Depuis des décennies, le cas du journaliste afro-américain Mumia Abou-Jamal est symbolique du rapport entre les droits civiques et la répression politique aux Etats-Unis. Prisonnier politique dans le couloir de la mort, Mumia côtoie les quartiers de haute sécurité et l’exécution aseptisée quasi hebdomadaire de détenus par injection létale. Alors qu’il continue à se battre pour sa vie et sa liberté depuis bientôt trente ans, accompagné par un mouvement international de solidarité, nous voulons pénétrer plus avant dans les coulisses de la justice et des prisons, et exposer la répression politique aux Etats-Unis.
Le procès de Mumia Abu-Jamal s’est tenu en 1982 à Philadelphie. A l’époque, Amnesty International avait critiqué la récusation systématique des jurés afro-américains, l’utilisation d’aveux imaginaires, la dissimulation de preuves à décharge et la manipulation des témoins. Amnesty avait dénoncé le fait que la procédure «avait violé les normes internationales d’équité» et exigé, avec Mumia, la tenue d’un nouveau procès1. Ancien porte-parole de la section locale des Black Panthers (BPP) et journaliste critique reconnu, Mumia Abou-Jamal a été confronté à un tribunal extrêmement autoritaire et ouvertement raciste. La tension politique qui régnait alors était la principale caractéristique de cette mise en scène destinée à se venger des militants. Ce qui s’est passé lors de son procès n’est pas un exemple unique, ce type de procès politique spectacle touche couramment des millions de citoyens américains.

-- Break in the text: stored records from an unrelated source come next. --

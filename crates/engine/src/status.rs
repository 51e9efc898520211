//! Status and stage vocabularies.
//!
//! Status values are an open set configured on the backend. The tables below
//! only map the known ones to a visual tone; anything else falls back to
//! [`StatusTone::Neutral`].

use serde::{Deserialize, Serialize};

use crate::{RecordKind, util::fold_key};

/// Visual category of a status, consumed by badges and chart colors.
#[derive(Clone, Copy, Debug, Default, PartialEq, Eq, Hash, Serialize, Deserialize)]
#[serde(rename_all = "snake_case")]
pub enum StatusTone {
    Success,
    Warning,
    Danger,
    Info,
    #[default]
    Neutral,
}

impl StatusTone {
    /// Hex color used by chart series for this tone.
    #[must_use]
    pub const fn color(self) -> &'static str {
        match self {
            Self::Success => "#52c41a",
            Self::Warning => "#faad14",
            Self::Danger => "#ff4d4f",
            Self::Info => "#1677ff",
            Self::Neutral => "#8c8c8c",
        }
    }
}

const LEAD_STATUSES: &[(&str, StatusTone)] = &[
    ("new", StatusTone::Info),
    ("not contacted", StatusTone::Info),
    ("attempted to contact", StatusTone::Warning),
    ("contact in future", StatusTone::Warning),
    ("contacted", StatusTone::Info),
    ("qualified", StatusTone::Success),
    ("pre qualified", StatusTone::Warning),
    ("converted", StatusTone::Success),
    ("not qualified", StatusTone::Danger),
    ("junk lead", StatusTone::Danger),
    ("lost lead", StatusTone::Danger),
];

const CONTACT_STATUSES: &[(&str, StatusTone)] = &[
    ("active", StatusTone::Success),
    ("engaged", StatusTone::Info),
    ("prospect", StatusTone::Info),
    ("customer", StatusTone::Success),
    ("inactive", StatusTone::Neutral),
    ("do not contact", StatusTone::Danger),
];

const DEAL_STAGES: &[(&str, StatusTone)] = &[
    ("qualification", StatusTone::Info),
    ("needs analysis", StatusTone::Info),
    ("value proposition", StatusTone::Info),
    ("identify decision makers", StatusTone::Info),
    ("proposal price quote", StatusTone::Warning),
    ("negotiation review", StatusTone::Warning),
    ("closed won", StatusTone::Success),
    ("won", StatusTone::Success),
    ("closed lost", StatusTone::Danger),
    ("lost", StatusTone::Danger),
    ("closed lost to competition", StatusTone::Danger),
];

fn table(kind: RecordKind) -> &'static [(&'static str, StatusTone)] {
    match kind {
        RecordKind::Lead => LEAD_STATUSES,
        RecordKind::Contact => CONTACT_STATUSES,
        RecordKind::Deal => DEAL_STAGES,
    }
}

/// Tone for a status of the given kind. Unknown or empty statuses are
/// [`StatusTone::Neutral`].
#[must_use]
pub fn tone_for(kind: RecordKind, status: &str) -> StatusTone {
    let key = fold_key(status);
    if key.is_empty() {
        return StatusTone::Neutral;
    }
    table(kind)
        .iter()
        .find_map(|(known, tone)| (*known == key).then_some(*tone))
        .unwrap_or_default()
}

/// Statuses known for a kind, in pipeline order.
pub fn known_statuses(kind: RecordKind) -> impl Iterator<Item = &'static str> {
    table(kind).iter().map(|(status, _)| *status)
}

/// `true` for stages counted as won in win-rate computations.
#[must_use]
pub fn is_won_stage(stage: &str) -> bool {
    matches!(fold_key(stage).as_str(), "closed won" | "won")
}

/// `true` for stages counted as lost.
#[must_use]
pub fn is_lost_stage(stage: &str) -> bool {
    let key = fold_key(stage);
    key == "lost" || key.starts_with("closed lost")
}

#[cfg(test)]
mod tests {
    use super::*;

    #[test]
    fn known_statuses_ignore_case_and_punctuation() {
        assert_eq!(tone_for(RecordKind::Lead, "Qualified"), StatusTone::Success);
        assert_eq!(tone_for(RecordKind::Lead, "junk-lead"), StatusTone::Danger);
        assert_eq!(
            tone_for(RecordKind::Deal, "Proposal/Price Quote"),
            StatusTone::Warning
        );
    }

    #[test]
    fn unknown_status_falls_back_to_neutral() {
        assert_eq!(tone_for(RecordKind::Contact, "Mystery"), StatusTone::Neutral);
        assert_eq!(tone_for(RecordKind::Deal, ""), StatusTone::Neutral);
    }

    #[test]
    fn won_and_lost_stages() {
        assert!(is_won_stage("Closed Won"));
        assert!(is_won_stage("WON"));
        assert!(!is_won_stage("Closed Lost"));
        assert!(is_lost_stage("Closed-Lost to Competition"));
        assert!(!is_lost_stage("Negotiation/Review"));
    }
}
//! The module contains the errors the engine can return.
//!
//! The engine transformations themselves never fail on malformed hierarchy
//! data (they degrade to empty contributions); the errors below cover the
//! few operations with an explicit failure contract:
//!
//! - [`NothingToExport`] returned when an export is requested for zero rows.
//! - [`InvalidAmount`] returned when a money value cannot be parsed.
//! - [`InvalidField`] returned when a form or export row is not usable.
//!
//!  [`NothingToExport`]: EngineError::NothingToExport
//!  [`InvalidAmount`]: EngineError::InvalidAmount
//!  [`InvalidField`]: EngineError::InvalidField
use thiserror::Error;

/// Engine custom errors.
#[derive(Error, Debug)]
pub enum EngineError {
    #[error("nothing to export")]
    NothingToExport,
    #[error("Invalid amount: {0}")]
    InvalidAmount(String),
    #[error("Invalid field: {0}")]
    InvalidField(String),
    #[error("export failed: {0}")]
    Export(String),
    #[error(transparent)]
    Csv(#[from] csv::Error),
}

impl PartialEq for EngineError {
    fn eq(&self, other: &Self) -> bool {
        match (self, other) {
            (Self::NothingToExport, Self::NothingToExport) => true,
            (Self::InvalidAmount(a), Self::InvalidAmount(b)) => a == b,
            (Self::InvalidField(a), Self::InvalidField(b)) => a == b,
            (Self::Export(a), Self::Export(b)) => a == b,
            (Self::Csv(a), Self::Csv(b)) => a.to_string() == b.to_string(),
            _ => false,
        }
    }
}
//! Slot detection: row-band scan, then a column scan per band.
//!
//! Detection never fails. An empty result tells the caller to try the coarse
//! luminance detector and, after that, [`fallback_slots`].

use image::RgbaImage;
use image_engine::Rect;
use tracing::{debug, trace};

use crate::mask::{Mask, MaskThresholds, luma};

/// Find photo slots in an eligibility mask, ordered top-to-bottom.
pub fn detect_slots(mask: &Mask, th: &MaskThresholds) -> Vec<Rect> {
    scan(mask, None, th.row_coverage, th)
}

/// Coarse detector for templates whose slots are flat dark or flat light
/// areas rather than transparent or gray ones.
///
/// Dark rows are tried first. The returned mask marks the pixels of the
/// class that produced the slots.
pub fn detect_luminance_slots(
    canvas: &RgbaImage,
    th: &MaskThresholds,
) -> Option<(Vec<Rect>, Mask)> {
    let opaque = Mask::from_fn(canvas, |px| th.is_opaque(px));
    if opaque.count() == 0 {
        return None;
    }

    let classes: [(&str, Mask, f32); 2] = [
        (
            "dark",
            Mask::from_fn(canvas, |px| th.is_opaque(px) && luma(px) <= th.dark_luma_max),
            th.dark_ratio,
        ),
        (
            "light",
            Mask::from_fn(canvas, |px| th.is_opaque(px) && luma(px) >= th.light_luma_min),
            th.light_ratio,
        ),
    ];

    for (class, mask, ratio) in classes {
        let slots = scan(&mask, Some(&opaque), ratio, th);
        if !slots.is_empty() {
            debug!(class, slots = slots.len(), "Luminance slots detected");
            return Some((slots, mask));
        }
    }
    None
}

/// Fixed symmetric layout of equal-height rows.
pub fn fallback_slots(width: u32, height: u32, th: &MaskThresholds) -> Vec<Rect> {
    let rows = th.fallback_rows.max(1);
    let pad_x = (width as f32 * th.fallback_padding).round();
    let pad_y = (height as f32 * th.fallback_padding).round();
    let gap = (height as f32 * th.fallback_gap).round();

    let row_w = (width as f32 - pad_x * 2.0).max(0.0);
    let row_h = ((height as f32 - pad_y * 2.0 - gap * (rows - 1) as f32) / rows as f32).max(0.0);

    (0..rows)
        .map(|i| {
            let y = pad_y + i as f32 * (row_h + gap);
            Rect::new(
                pad_x as u32,
                y.round() as u32,
                row_w.round() as u32,
                row_h.round() as u32,
            )
        })
        .collect()
}

/// Keep the `max` tallest slots, then restore top-to-bottom order.
pub fn cap_slots(mut slots: Vec<Rect>, max: usize) -> Vec<Rect> {
    if slots.len() > max {
        slots.sort_by(|a, b| b.height.cmp(&a.height).then(a.y.cmp(&b.y)));
        slots.truncate(max);
    }
    slots.sort_by(|a, b| a.y.cmp(&b.y).then(a.x.cmp(&b.x)));
    slots
}

/// Shared band/span scan. A row qualifies when the fraction of set pixels
/// (over `denominator` pixels if given, else over the trimmed width)
/// exceeds `row_ratio`.
fn scan(mask: &Mask, denominator: Option<&Mask>, row_ratio: f32, th: &MaskThresholds) -> Vec<Rect> {
    let (w, h) = (mask.width(), mask.height());
    if w == 0 || h == 0 {
        return Vec::new();
    }

    let margin = (w as f32 * th.side_margin).round() as u32;
    let (x0, x1) = if margin * 2 < w { (margin, w - margin) } else { (0, w) };

    let row_hit = |y: u32| {
        let hits = mask.row_count(y, x0, x1);
        let total = match denominator {
            Some(d) => d.row_count(y, x0, x1),
            None => (x1 - x0) as usize,
        };
        total > 0 && hits as f32 / total as f32 > row_ratio
    };

    let min_band = h as f32 * th.min_band_height;
    let min_span = w as f32 * th.min_span_width;

    let mut slots = Vec::new();
    for (top, bottom) in runs((0..h).map(row_hit)) {
        let band_h = bottom - top;
        if (band_h as f32) < min_band {
            trace!(top, band_h, "Band too short");
            continue;
        }
        let Some((left, right)) = column_span(mask, top, bottom) else {
            continue;
        };
        if ((right - left) as f32) < min_span {
            trace!(top, left, right, "Span too narrow");
            continue;
        }
        if let Some(rect) = inset(Rect::new(left, top, right - left, band_h), th.inset) {
            slots.push(rect);
        }
    }

    let found = slots.len();
    let slots = cap_slots(slots, th.max_slots);
    debug!(found, kept = slots.len(), "Slot scan finished");
    slots
}

/// Longest run of columns where more than half the band's rows are set.
fn column_span(mask: &Mask, top: u32, bottom: u32) -> Option<(u32, u32)> {
    let band_h = (bottom - top) as usize;
    let cols = (0..mask.width()).map(|x| mask.column_count(x, top, bottom) * 2 > band_h);
    runs(cols).max_by(|a, b| (a.1 - a.0).cmp(&(b.1 - b.0)).then(b.0.cmp(&a.0)))
}

/// Half-open `[start, end)` ranges of consecutive `true` values.
fn runs(flags: impl Iterator<Item = bool>) -> impl Iterator<Item = (u32, u32)> {
    let mut out = Vec::new();
    let mut start = None;
    let mut len = 0u32;
    for (i, flag) in (0u32..).zip(flags) {
        match (flag, start) {
            (true, None) => start = Some(i),
            (false, Some(s)) => {
                out.push((s, i));
                start = None;
            }
            _ => {}
        }
        len = i + 1;
    }
    if let Some(s) = start {
        out.push((s, len));
    }
    out.into_iter()
}

fn inset(rect: Rect, fraction: f32) -> Option<Rect> {
    let dx = (rect.width as f32 * fraction).round() as u32;
    let dy = (rect.height as f32 * fraction).round() as u32;
    let width = rect.width.checked_sub(dx * 2)?;
    let height = rect.height.checked_sub(dy * 2)?;
    let out = Rect::new(rect.x + dx, rect.y + dy, width, height);
    (!out.is_empty()).then_some(out)
}
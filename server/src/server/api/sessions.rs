//! Session CRUD API.

use axum::Json;
use axum::extract::{Path, State};
use axum::http::StatusCode;
use serde::Deserialize;
use serde_json::{Value, json};
use session_store::{SessionPatch, TimerSetting, is_valid_id};

use crate::app::SharedState;

use super::{ApiError, err_json};

type ApiResult = Result<Json<Value>, ApiError>;

pub const MAX_PHOTOS: usize = 4;
pub const DEFAULT_LAYOUT: &str = "template-phone";

#[derive(Debug, Default, Deserialize)]
#[serde(rename_all = "camelCase")]
pub struct CreateSessionBody {
    pub layout: Option<String>,
    #[serde(default)]
    pub photos: Vec<String>,
    pub timer: Option<u8>,
}

fn check_layout(layout: &str) -> Result<(), ApiError> {
    if is_valid_id(layout) {
        Ok(())
    } else {
        Err(err_json(400, "layout must contain only letters, digits, '-' or '_'"))
    }
}

fn check_photos(photos: &[String]) -> Result<(), ApiError> {
    if photos.len() > MAX_PHOTOS {
        return Err(err_json(400, &format!("at most {MAX_PHOTOS} photos are allowed")));
    }
    Ok(())
}

/// POST /api/sessions – Create a session
pub async fn create_session(
    State(state): State<SharedState>,
    Json(body): Json<CreateSessionBody>,
) -> Result<(StatusCode, Json<Value>), ApiError> {
    let layout = body.layout.unwrap_or_else(|| DEFAULT_LAYOUT.to_string());
    check_layout(&layout)?;
    check_photos(&body.photos)?;
    let timer = match body.timer {
        Some(t) => TimerSetting::try_from(t).map_err(|e| err_json(400, &e))?,
        None => TimerSetting::default(),
    };

    let record = state
        .store()
        .create(&layout, body.photos, timer)
        .ok_or_else(|| err_json(500, "Failed to save session"))?;

    tracing::info!(id = %record.id, layout = %record.layout, "Session created");
    Ok((StatusCode::CREATED, Json(json!({ "id": record.id }))))
}

/// GET /api/sessions/{id} – Fetch a session
pub async fn get_session(State(state): State<SharedState>, Path(id): Path<String>) -> ApiResult {
    let record = state
        .store()
        .load(&id)
        .ok_or_else(|| err_json(404, "Session not found"))?;
    let value = serde_json::to_value(record).map_err(|e| err_json(500, &e.to_string()))?;
    Ok(Json(value))
}

/// PATCH /api/sessions/{id} – Partially update a session
pub async fn update_session(
    State(state): State<SharedState>,
    Path(id): Path<String>,
    Json(patch): Json<SessionPatch>,
) -> ApiResult {
    if let Some(layout) = &patch.layout {
        check_layout(layout)?;
    }
    if let Some(photos) = &patch.photos {
        check_photos(photos)?;
    }
    if state.store().load(&id).is_none() {
        return Err(err_json(404, "Session not found"));
    }
    let success = state.store().update(&id, patch);
    if !success {
        return Err(err_json(500, "Failed to save session"));
    }
    Ok(Json(json!({ "success": true })))
}
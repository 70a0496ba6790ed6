use tempfile::TempDir;

use crate::{FileBackend, SessionRecord, SessionStore, SqliteBackend, TimerSetting};

fn test_db() -> SqliteBackend {
    SqliteBackend::open_in_memory().expect("Failed to create test DB")
}

fn test_record(id: &str) -> SessionRecord {
    SessionRecord {
        id: id.into(),
        layout: "template-phone".into(),
        photos: vec!["data:image/png;base64,AAAA".into()],
        timer: TimerSetting::Three,
        created_at: 1_700_000_000_000,
    }
}

fn test_store(dir: &TempDir) -> SessionStore {
    SessionStore::new(Some(test_db()), FileBackend::new(dir.path()))
}

mod record;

Racisme et justice de classe
Aux Etats-Unis, les frontières de classes et de revenus sont fortement marquées. Elles ne découlent pas au hasard de la différence des origines ethniques, mais sont l’héritage direct de trois cents ans d’esclavage (…). Même si celui-ci a été officiellement aboli en 1865, les millions d’Afro-américains n’ont jamais été dédommagés. Il en va de même pour les Indiens d’Amérique, la population d’origine, chassée par la violence de ses territoires et exterminée massivement.
Aujourd’hui, les «gens de couleur» représentent 20% de la population étatsunienne, mais ils représentent deux tiers des détenus dans le couloir de la mort et dans le reste du système carcéral, même si les chiffres n’indiquent aucune différence concernant le nombre de délits entre la population majoritaire et les minorités.
Aujourd’hui encore, on peut entendre des propos racistes dans les tribunaux. Le racisme présent dans le système judiciaire est véritablement structurel.
Comme la majorité des «gens de couleur», Mumia Abou-Jamal n’avait pas les moyens de se payer un avocat compétent qui puisse assurer convenablement sa défense dans un procès pour meurtre. En règle générale, il faut plusieurs personnes pour effectuer les expertises, les enquêtes médico-légales, la recherches de témoins, l’étude des différents aspects juridiques, et une énorme somme d’argent pour se mesurer aux moyens illimités dont dispose le ministère public.
Carrières judiciaires et peine de mort
Depuis la réintroduction de la peine de mort aux Etats-Unis, les statistiques montrent qu’un inculpé doit débourser la somme de 200.000 dollars pour éviter une condamnation à mort. Sans argent, la grande majorité des prisonniers du couloir de la mort ne choisissent pas eux-mêmes leur défenseur. Ils disposent donc d’un avocat commis d’office. Pour la plupart, ils ne sont absolument pas qualifiés pour négocier la vie de leur client. Les uns viennent à peine de terminer leurs études, souvent dans des domaines du droit complètement différents. Naturellement ils sont presque tous motivés pour aider leur client, mais faute d’expérience et de moyens, ils n’ont aucune chance. Ce sont plutôt les avocats dont la carrière n’est pas brillante qui tentent de survivre financièrement grâce aux cas dont le tribunal les charge. Mais la modicité des honoraires ne les pousse pas à explorer les fondements de l’accusation et à entreprendre la recherche souvent fastidieuse de témoins à décharge. De nombreux prisonniers n’ont vu leur avocat qu’une seule fois, pendant quelques heures, avant le procès où leur vie est en jeu.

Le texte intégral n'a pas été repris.